Work order: Of all the entries below, retype only the lines from the one with "assert!(first.drain_ids().is_empty());" through the one with "assert_eq!(dispatcher.stats().await, before);", exactly as they appear.
================================
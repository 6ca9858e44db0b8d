//! Re-sending the window to a reconnecting consumer.

use super::harness::{dispatcher, enqueue_all, ids, MockConsumer};
use crate::DispatcherStats;

#[tokio::test]
async fn redispatch_resends_in_flight_in_order() {
    let dispatcher = dispatcher(3, 100);
    let mut first = MockConsumer::attach(&dispatcher).await;
    enqueue_all(&dispatcher, 1..=5).await;
    assert_eq!(first.drain_ids(), ids(1..=3));
    assert!(dispatcher.ack(Some("event-2")).await);
    assert_eq!(first.drain_ids(), ids(4..=4));

    let mut second = MockConsumer::attach(&dispatcher).await;
    assert_eq!(dispatcher.redispatch_in_flight().await, 3);

    assert_eq!(
        second.drain_ids(),
        vec!["event-1".to_string(), "event-3".to_string(), "event-4".to_string()]
    );
    assert!(first.drain_ids().is_empty());
}

#[tokio::test]
async fn redispatch_does_not_change_state() {
    let dispatcher = dispatcher(2, 100);
    let mut consumer = MockConsumer::attach(&dispatcher).await;
    enqueue_all(&dispatcher, 1..=4).await;
    consumer.drain_ids();
    let before = dispatcher.stats().await;

    for _ in 0..3 {
        dispatcher.redispatch_in_flight().await;
    }

    assert_eq!(dispatcher.stats().await, before);
    assert_eq!(before, DispatcherStats { queued: 2, in_flight: 2 });
    assert_eq!(consumer.drain_ids().len(), 6);
}

#[tokio::test]
async fn dropped_consumer_keeps_events_in_flight() {
    let dispatcher = dispatcher(2, 100);
    let consumer = MockConsumer::attach(&dispatcher).await;
    drop(consumer);

    enqueue_all(&dispatcher, 1..=3).await;
    assert_eq!(dispatcher.stats().await.in_flight, 2);

    let mut replacement = MockConsumer::attach(&dispatcher).await;
    dispatcher.redispatch_in_flight().await;
    assert_eq!(replacement.drain_ids(), ids(1..=2));
}
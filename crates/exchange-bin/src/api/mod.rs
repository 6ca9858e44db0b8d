//! Local API: plain HTTP, used by the application this node serves.

mod auth;
mod blobs;
mod messages;
mod node;
mod peers;
mod ws;

pub use ws::DelegateRegistry;

use crate::app::AppState;
use crate::error::{RequestError, RequestResult};
use axum::extract::DefaultBodyLimit;
use axum::middleware;
use axum::routing::{get, post, put};
use axum::Router;
use serde::de::DeserializeOwned;

/// Header carrying the API key on every local request.
pub const API_KEY_HEADER: &str = "x-api-key";

pub fn router(state: AppState) -> Router {
    Router::new()
        .route("/api/v1/id", get(node::get_id))
        .route("/api/v1/status", get(node::get_status))
        .route("/api/v1/peers", get(peers::list_peers))
        .route(
            "/api/v1/peers/{id}",
            get(peers::get_peer)
                .put(peers::put_peer)
                .delete(peers::delete_peer),
        )
        .route(
            "/api/v1/peers/{id}/{destination}",
            put(peers::put_peer_destination).delete(peers::delete_peer_destination),
        )
        .route("/api/v1/messages", post(messages::send_message))
        .route("/api/v1/transfers", post(messages::send_blob))
        .route(
            "/api/v1/blobs/{*path}",
            get(blobs::get_blob)
                .head(blobs::head_blob)
                .put(blobs::put_blob)
                .delete(blobs::delete_blob),
        )
        .route("/ws", get(ws::connect))
        .route_layer(middleware::from_fn_with_state(
            state.clone(),
            auth::require_api_key,
        ))
        .layer(DefaultBodyLimit::disable())
        .with_state(state)
}

/// Parse a JSON request body. An empty body reads as `{}` so missing
/// fields are reported by name.
fn parse_body<T: DeserializeOwned>(body: &[u8]) -> RequestResult<T> {
    let body = if body.is_empty() { b"{}".as_slice() } else { body };
    serde_json::from_slice(body).map_err(|e| RequestError::bad_request(format!("Invalid body: {e}")))
}

/// Wildcard captures arrive without their leading slash.
fn blob_path(captured: &str) -> String {
    format!("/{captured}")
}
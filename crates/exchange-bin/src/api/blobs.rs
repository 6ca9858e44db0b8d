//! Local blob storage.

use super::blob_path;
use crate::app::AppState;
use crate::error::{RequestError, RequestResult};
use axum::body::Body;
use axum::extract::{Multipart, Path, State};
use axum::http::{HeaderMap, HeaderName, HeaderValue, StatusCode};
use axum::response::{IntoResponse, Response};
use axum::Json;
use blob_store::{BlobMetadata, DeleteOutcome};

pub const HASH_HEADER: &str = "dx-hash";
pub const SIZE_HEADER: &str = "dx-size";
pub const LAST_UPDATE_HEADER: &str = "dx-last-update";

fn metadata_headers(metadata: &BlobMetadata) -> RequestResult<HeaderMap> {
    let mut headers = HeaderMap::new();
    let hash = HeaderValue::from_str(&metadata.hash)
        .map_err(|_| RequestError::internal("Invalid blob"))?;
    headers.insert(HeaderName::from_static(HASH_HEADER), hash);
    headers.insert(HeaderName::from_static(SIZE_HEADER), HeaderValue::from(metadata.size));
    headers.insert(
        HeaderName::from_static(LAST_UPDATE_HEADER),
        HeaderValue::from(metadata.last_update),
    );
    Ok(headers)
}

pub async fn head_blob(
    State(state): State<AppState>,
    Path(path): Path<String>,
) -> RequestResult<Response> {
    let metadata = state.blobs.retrieve_metadata(&blob_path(&path)).await?;
    Ok((StatusCode::NO_CONTENT, metadata_headers(&metadata)?).into_response())
}

pub async fn get_blob(
    State(state): State<AppState>,
    Path(path): Path<String>,
) -> RequestResult<Response> {
    let path = blob_path(&path);
    let metadata = state.blobs.retrieve_metadata(&path).await?;
    let content = state.blobs.retrieve(&path).await?;
    Ok((metadata_headers(&metadata)?, Body::from_stream(content)).into_response())
}

/// Store the first file part of a multipart upload.
pub async fn put_blob(
    State(state): State<AppState>,
    Path(path): Path<String>,
    mut multipart: Multipart,
) -> RequestResult<Json<BlobMetadata>> {
    let path = blob_path(&path);
    blob_store::validate_blob_path(&path)?;

    while let Some(field) = multipart.next_field().await? {
        if field.file_name().is_none() && field.name() != Some("blob") {
            continue;
        }
        let metadata = state.blobs.store(&path, Box::pin(field)).await?;
        return Ok(Json(metadata));
    }
    Err(RequestError::bad_request("Missing blob"))
}

pub async fn delete_blob(
    State(state): State<AppState>,
    Path(path): Path<String>,
) -> RequestResult<StatusCode> {
    let path = blob_path(&path);
    match state.blobs.delete(&path).await? {
        DeleteOutcome::Deleted { .. } => Ok(StatusCode::NO_CONTENT),
        DeleteOutcome::NothingToDelete => Err(RequestError::not_found("Blob not found")),
    }
}
//! Outbound event dispatch to a single external consumer.
//!
//! This crate provides:
//! - OutboundEvent: the closed set of events a node reports to its consumer
//! - EventDispatcher: FIFO dispatch with a bounded in-flight window,
//!   ack-driven progress and producer backpressure
//! - ConsumerFrame: parsing of the acknowledgments a consumer sends back

mod dispatcher;
mod error;
mod events;
mod frames;

#[cfg(test)]
mod tests;

pub use dispatcher::{DispatcherStats, EventDispatcher};
pub use error::{DispatchError, DispatchResult};
pub use events::{
    new_event_id, BlobDelivered, BlobFailed, BlobReceived, Headers, MessageDelivered,
    MessageFailed, MessageReceived, OutboundEvent,
};
pub use frames::ConsumerFrame;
================================
Response below:
    assert!(first.drain_ids().is_empty());
}

#[tokio::test]
async fn redispatch_does_not_change_state() {
    let dispatcher = dispatcher(2, 100);
    let mut consumer = MockConsumer::attach(&dispatcher).await;
    enqueue_all(&dispatcher, 1..=4).await;
    consumer.drain_ids();
    let before = dispatcher.stats().await;

    for _ in 0..3 {
        dispatcher.redispatch_in_flight().await;
    }

    assert_eq!(dispatcher.stats().await, before);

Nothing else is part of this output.